Activity-dependent development of calcium regulation in growing motor axons.

G A Lnenicka, K F Arcaro, J M Calabro

Index: J. Neurosci. 18(13) , 4966-72, (1998)

Full Text: HTML

Abstract

In cultured nerve cord explants from the crayfish (Procambarus clarkii), the normal impulse activity levels of growing motor axons determine their response to Ca2+ influx. During depolarization or Ca2+ ionophore application, normally active tonic motor axons continue to grow, whereas inactive phasic motor axons retract and often degenerate. To determine the role of Ca2+ regulation in this difference, we measured the intracellular free Ca2+ concentration ([Ca2+]i) with fura-2. Growth cones from tonic axons normally had a higher [Ca2+]i than those from phasic axons. When depolarized with 60 mM K+, growth cones and neurites from phasic axons had a [Ca2+]i three to four times higher than did those from tonic axons.
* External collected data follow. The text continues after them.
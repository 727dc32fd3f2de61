//! Node types for the Sparse Merkle Tree.

use alloy_primitives::B256;
use claimtree_core::constants::{EMPTY_NODE_VALUE, LEAF_NODE_TAG, MIDDLE_NODE_TAG};
use claimtree_core::hashing::compute_middle_hash;

use crate::error::{Result, SmtError};

/// A node in the Sparse Merkle Tree.
///
/// The tree uses three node types:
/// - `Empty`: Represents absence of data (hash = 0x000...000)
/// - `Leaf`: A claim position, stored compressed at the shallowest depth
///   where its subtree holds nothing else
/// - `Middle`: Two child hashes
#[derive(Debug, Clone, Copy, PartialEq, Eq)]
pub enum Node {
    /// Empty subtree. Never written to the store.
    Empty,

    /// Leaf holding a claim's index and total hash.
    Leaf {
        /// Index hash: the path
        hi: B256,
        /// Total hash: the committed content
        ht: B256,
    },

    /// Middle node with two children.
    Middle {
        /// Left child hash (path bit 0)
        left: B256,
        /// Right child hash (path bit 1)
        right: B256,
    },
}

impl Node {
    /// Hash of this node when it roots the subtree at `depth` of a tree with
    /// `levels` levels.
    ///
    /// Only leaves depend on the depth; see [`leaf_hash_at`].
    pub fn hash_at(&self, levels: usize, depth: usize) -> B256 {
        match self {
            Node::Empty => EMPTY_NODE_VALUE,
            Node::Leaf { hi, ht } => leaf_hash_at(levels, depth, hi, ht),
            Node::Middle { left, right } => compute_middle_hash(left, right),
        }
    }

    /// Store encoding: `0x00 || left || right` or `0x01 || hi || ht`.
    ///
    /// Empty nodes have no encoding.
    pub fn encode(&self) -> Option<Vec<u8>> {
        let (tag, a, b) = match self {
            Node::Empty => return None,
            Node::Middle { left, right } => (MIDDLE_NODE_TAG, left, right),
            Node::Leaf { hi, ht } => (LEAF_NODE_TAG, hi, ht),
        };

        let mut out = Vec::with_capacity(65);
        out.push(tag);
        out.extend_from_slice(a.as_slice());
        out.extend_from_slice(b.as_slice());
        Some(out)
    }

    /// Decode a node fetched from the store under `hash`.
    pub fn decode(hash: B256, bytes: &[u8]) -> Result<Self> {
        if bytes.len() != 65 {
            return Err(SmtError::CorruptNode {
                hash,
                reason: format!("expected 65 bytes, got {}", bytes.len()),
            });
        }

        let a = B256::from_slice(&bytes[1..33]);
        let b = B256::from_slice(&bytes[33..65]);

        match bytes[0] {
            MIDDLE_NODE_TAG => Ok(Node::Middle { left: a, right: b }),
            LEAF_NODE_TAG => Ok(Node::Leaf { hi: a, ht: b }),
            tag => Err(SmtError::CorruptNode {
                hash,
                reason: format!("unknown node tag 0x{:02x}", tag),
            }),
        }
    }
}

/// Path bit of `hi` at `depth` (depth 0 = root split).
///
/// Bits are consumed least-significant first over the big-endian bytes, so
/// depth 0 is the lowest bit of the last byte. `true` means right.
pub fn path_bit(hi: &B256, depth: usize) -> bool {
    (hi[31 - depth / 8] >> (depth % 8)) & 1 == 1
}

/// First branching depth in `from..levels-1` where `a` and `b` take
/// different directions.
pub fn first_divergence(a: &B256, b: &B256, from: usize, levels: usize) -> Option<usize> {
    (from..levels.saturating_sub(1)).find(|&depth| path_bit(a, depth) != path_bit(b, depth))
}

/// Hash of a leaf compressed into the subtree rooted at `depth`.
///
/// Folds `ht` from the bottom branching depth up to `depth` with empty
/// siblings, which makes the compressed tree hash identically to the
/// full-depth tree. At `depth == levels - 1` this is `ht` itself.
pub fn leaf_hash_at(levels: usize, depth: usize, hi: &B256, ht: &B256) -> B256 {
    let mut hash = *ht;
    for d in (depth..levels.saturating_sub(1)).rev() {
        hash = if path_bit(hi, d) {
            compute_middle_hash(&EMPTY_NODE_VALUE, &hash)
        } else {
            compute_middle_hash(&hash, &EMPTY_NODE_VALUE)
        };
    }
    hash
}
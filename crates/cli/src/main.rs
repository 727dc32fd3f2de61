use anyhow::{Context, Result};
use clap::{Parser, Subcommand};
use claimtree_service::config::{Config, LoggingConfig};
use std::path::PathBuf;
use tracing::debug;

mod cmd;

#[derive(Debug, Parser)]
#[command(name = "claimtree")]
#[command(version, about = "Claim tree operator CLI")]
struct Cli {
    /// Path to configuration file
    #[arg(short, long, global = true)]
    config: Option<PathBuf>,

    /// Enable debug logging
    #[arg(short, long, global = true)]
    debug: bool,

    #[command(subcommand)]
    command: Command,
}

#[derive(Debug, Subcommand)]
enum Command {
    /// Encode a claim and print its index and total hashes.
    Encode(cmd::claim::EncodeArgs),
    /// Decode a hex claim and print its fields.
    Inspect(cmd::claim::InspectArgs),
    /// Add a hex claim to the identity tree.
    Add(cmd::tree::AddArgs),
    /// Generate a proof for an index hash.
    Prove(cmd::tree::ProveArgs),
    /// Print the identity tree root.
    Root,
    /// Check a proof against a root.
    Verify(cmd::verify::VerifyArgs),
    /// Publish and prove roots through the relay tree.
    #[command(subcommand)]
    Relay(cmd::relay::RelayCommand),
}

fn main() -> Result<()> {
    let cli = Cli::parse();

    let config = match &cli.config {
        Some(path) => Config::from_file(path)?,
        None => Config::default(),
    };

    init_logging(cli.debug, &config.logging)?;
    debug!(config = ?cli.config, "Configuration loaded");

    match cli.command {
        Command::Encode(args) => cmd::claim::run_encode(args, &config)?,
        Command::Inspect(args) => cmd::claim::run_inspect(args)?,
        Command::Add(args) => cmd::tree::run_add(args, &config)?,
        Command::Prove(args) => cmd::tree::run_prove(args, &config)?,
        Command::Root => cmd::tree::run_root(&config)?,
        Command::Verify(args) => cmd::verify::run(args, &config)?,
        Command::Relay(command) => cmd::relay::run(command, &config)?,
    }

    Ok(())
}

/// Initialize tracing subscriber for logging.
///
/// Logs go to stderr; stdout carries command output.
fn init_logging(debug: bool, logging: &LoggingConfig) -> Result<()> {
    use tracing_subscriber::{fmt, prelude::*, EnvFilter};

    let env_filter = if debug {
        EnvFilter::new("claimtree_cli=debug,claimtree_service=debug,claimtree_smt=debug")
    } else {
        let level = &logging.level;
        EnvFilter::try_from_default_env().or_else(|_| {
            EnvFilter::try_new(format!(
                "claimtree_cli={level},claimtree_service={level},claimtree_smt={level}"
            ))
        })?
    };

    let registry = tracing_subscriber::registry().with(env_filter);

    let result = if logging.format == "json" {
        registry
            .with(fmt::layer().json().with_writer(std::io::stderr))
            .try_init()
    } else {
        registry
            .with(
                fmt::layer()
                    .with_target(true)
                    .with_line_number(true)
                    .with_writer(std::io::stderr),
            )
            .try_init()
    };
    result.context("Failed to initialize logging")?;

    Ok(())
}
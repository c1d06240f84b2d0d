//! ARM resource and template serialization

use serde::{Deserialize, Serialize};
use serde_json::Value;
use thiserror::Error;

use crate::domain::{Artifact, ArtifactContent, ArtifactGraph, ArtifactKind};

/// Deployment template schema
pub const ARM_SCHEMA: &str =
    "http://schema.management.azure.com/schemas/2015-01-01/deploymentTemplate.json#";

/// Template content version
pub const ARM_CONTENT_VERSION: &str = "1.0.0.0";

/// API version for Synapse workspace resources
pub const ARM_API_VERSION: &str = "2019-06-01-preview";

/// Resource provider path of Synapse workspaces
pub const SYNAPSE_WORKSPACES: &str = "Microsoft.Synapse/workspaces";

#[derive(Debug, Error, PartialEq)]
pub enum ArmError {
    #[error("Artifact {artifact} of kind {kind} cannot be deployed through ARM")]
    UnsupportedKind { artifact: String, kind: ArtifactKind },

    #[error("Artifact {0} has no JSON properties")]
    NotStructured(String),

    #[error("Workspace name must not be empty")]
    MissingWorkspaceName,
}

/// A single ARM resource
#[derive(Debug, Clone, PartialEq, Serialize, Deserialize)]
pub struct ArmResource {
    pub name: String,

    #[serde(rename = "type")]
    pub resource_type: String,

    #[serde(rename = "apiVersion")]
    pub api_version: String,

    pub properties: Value,

    #[serde(rename = "dependsOn")]
    pub depends_on: Vec<String>,
}

/// A full deployment template
#[derive(Debug, Clone, PartialEq, Serialize, Deserialize)]
pub struct ArmTemplate {
    #[serde(rename = "$schema")]
    pub schema: String,

    #[serde(rename = "contentVersion")]
    pub content_version: String,

    pub resources: Vec<ArmResource>,
}

impl ArmTemplate {
    /// Creates an empty template
    pub fn new() -> Self {
        Self {
            schema: ARM_SCHEMA.to_string(),
            content_version: ARM_CONTENT_VERSION.to_string(),
            resources: Vec::new(),
        }
    }

    /// Returns a resource by its full `<workspace>/<artifact>` name
    pub fn resource(&self, name: &str) -> Option<&ArmResource> {
        self.resources.iter().find(|r| r.name == name)
    }

    /// Serializes the template as pretty-printed JSON
    pub fn to_json_pretty(&self) -> serde_json::Result<String> {
        serde_json::to_string_pretty(self)
    }
}

impl Default for ArmTemplate {
    fn default() -> Self {
        Self::new()
    }
}

/// Converts workspace artifacts into ARM resources
#[derive(Debug, Clone)]
pub struct ArmSerializer {
    workspace_name: String,
}

impl ArmSerializer {
    /// Creates a serializer targeting the named workspace
    pub fn new(workspace_name: impl Into<String>) -> Result<Self, ArmError> {
        let workspace_name = workspace_name.into();
        if workspace_name.trim().is_empty() {
            return Err(ArmError::MissingWorkspaceName);
        }
        Ok(Self { workspace_name })
    }

    /// Returns the prefix used for dependency paths
    pub fn dependency_prefix(&self) -> String {
        format!("{}/{}", SYNAPSE_WORKSPACES, self.workspace_name)
    }

    /// Converts one artifact into an ARM resource
    pub fn resource(&self, artifact: &Artifact) -> Result<ArmResource, ArmError> {
        let spec = artifact.kind.spec();
        let suffix = spec.arm_resource_type.ok_or_else(|| ArmError::UnsupportedKind {
            artifact: artifact.id.clone(),
            kind: artifact.kind,
        })?;

        let properties = match &artifact.content {
            ArtifactContent::Structured(value) => value.clone(),
            ArtifactContent::Text(_) => return Err(ArmError::NotStructured(artifact.id.clone())),
        };

        let depends_on = if spec.accepts_depends_on {
            let prefix = self.dependency_prefix();
            artifact
                .ordering_references()
                .map(|r| r.format_arm_path(&prefix))
                .collect()
        } else {
            Vec::new()
        };

        Ok(ArmResource {
            name: format!("{}/{}", self.workspace_name, artifact.id),
            resource_type: format!("{}/{}", SYNAPSE_WORKSPACES, suffix),
            api_version: ARM_API_VERSION.to_string(),
            properties,
            depends_on,
        })
    }

    /// Converts a validated graph into a template, dependencies first
    pub fn template(&self, graph: &ArtifactGraph) -> Result<ArmTemplate, ArmError> {
        let mut template = ArmTemplate::new();
        for artifact in graph.ordered() {
            template.resources.push(self.resource(artifact)?);
        }
        Ok(template)
    }
}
This difference in Ca2+ regulation includes greater Ca2+-handling capacity for growing tonic axons; the increase in [Ca2+]i produced by the Ca2+ ionophore 4-bromo-A23187 (0.25 microM) is four to five times greater in phasic than in tonic axons, and the decline in [Ca2+]i at the end of a depolarizing pulse is three to four times faster in tonic axons than phasic ones. Blocking impulses in growing tonic axons for 2-3 d with tetrodotoxin reduces their capacity to regulate [Ca2+]i. Thus, growing tonic and phasic axons have differences in Ca2+ regulation that develop as a result of their different activity levels. These activity-dependent differences in Ca2+ regulation influence axon growth and degeneration and probably influence other neuronal processes that are mediated by changes in [Ca2+]i.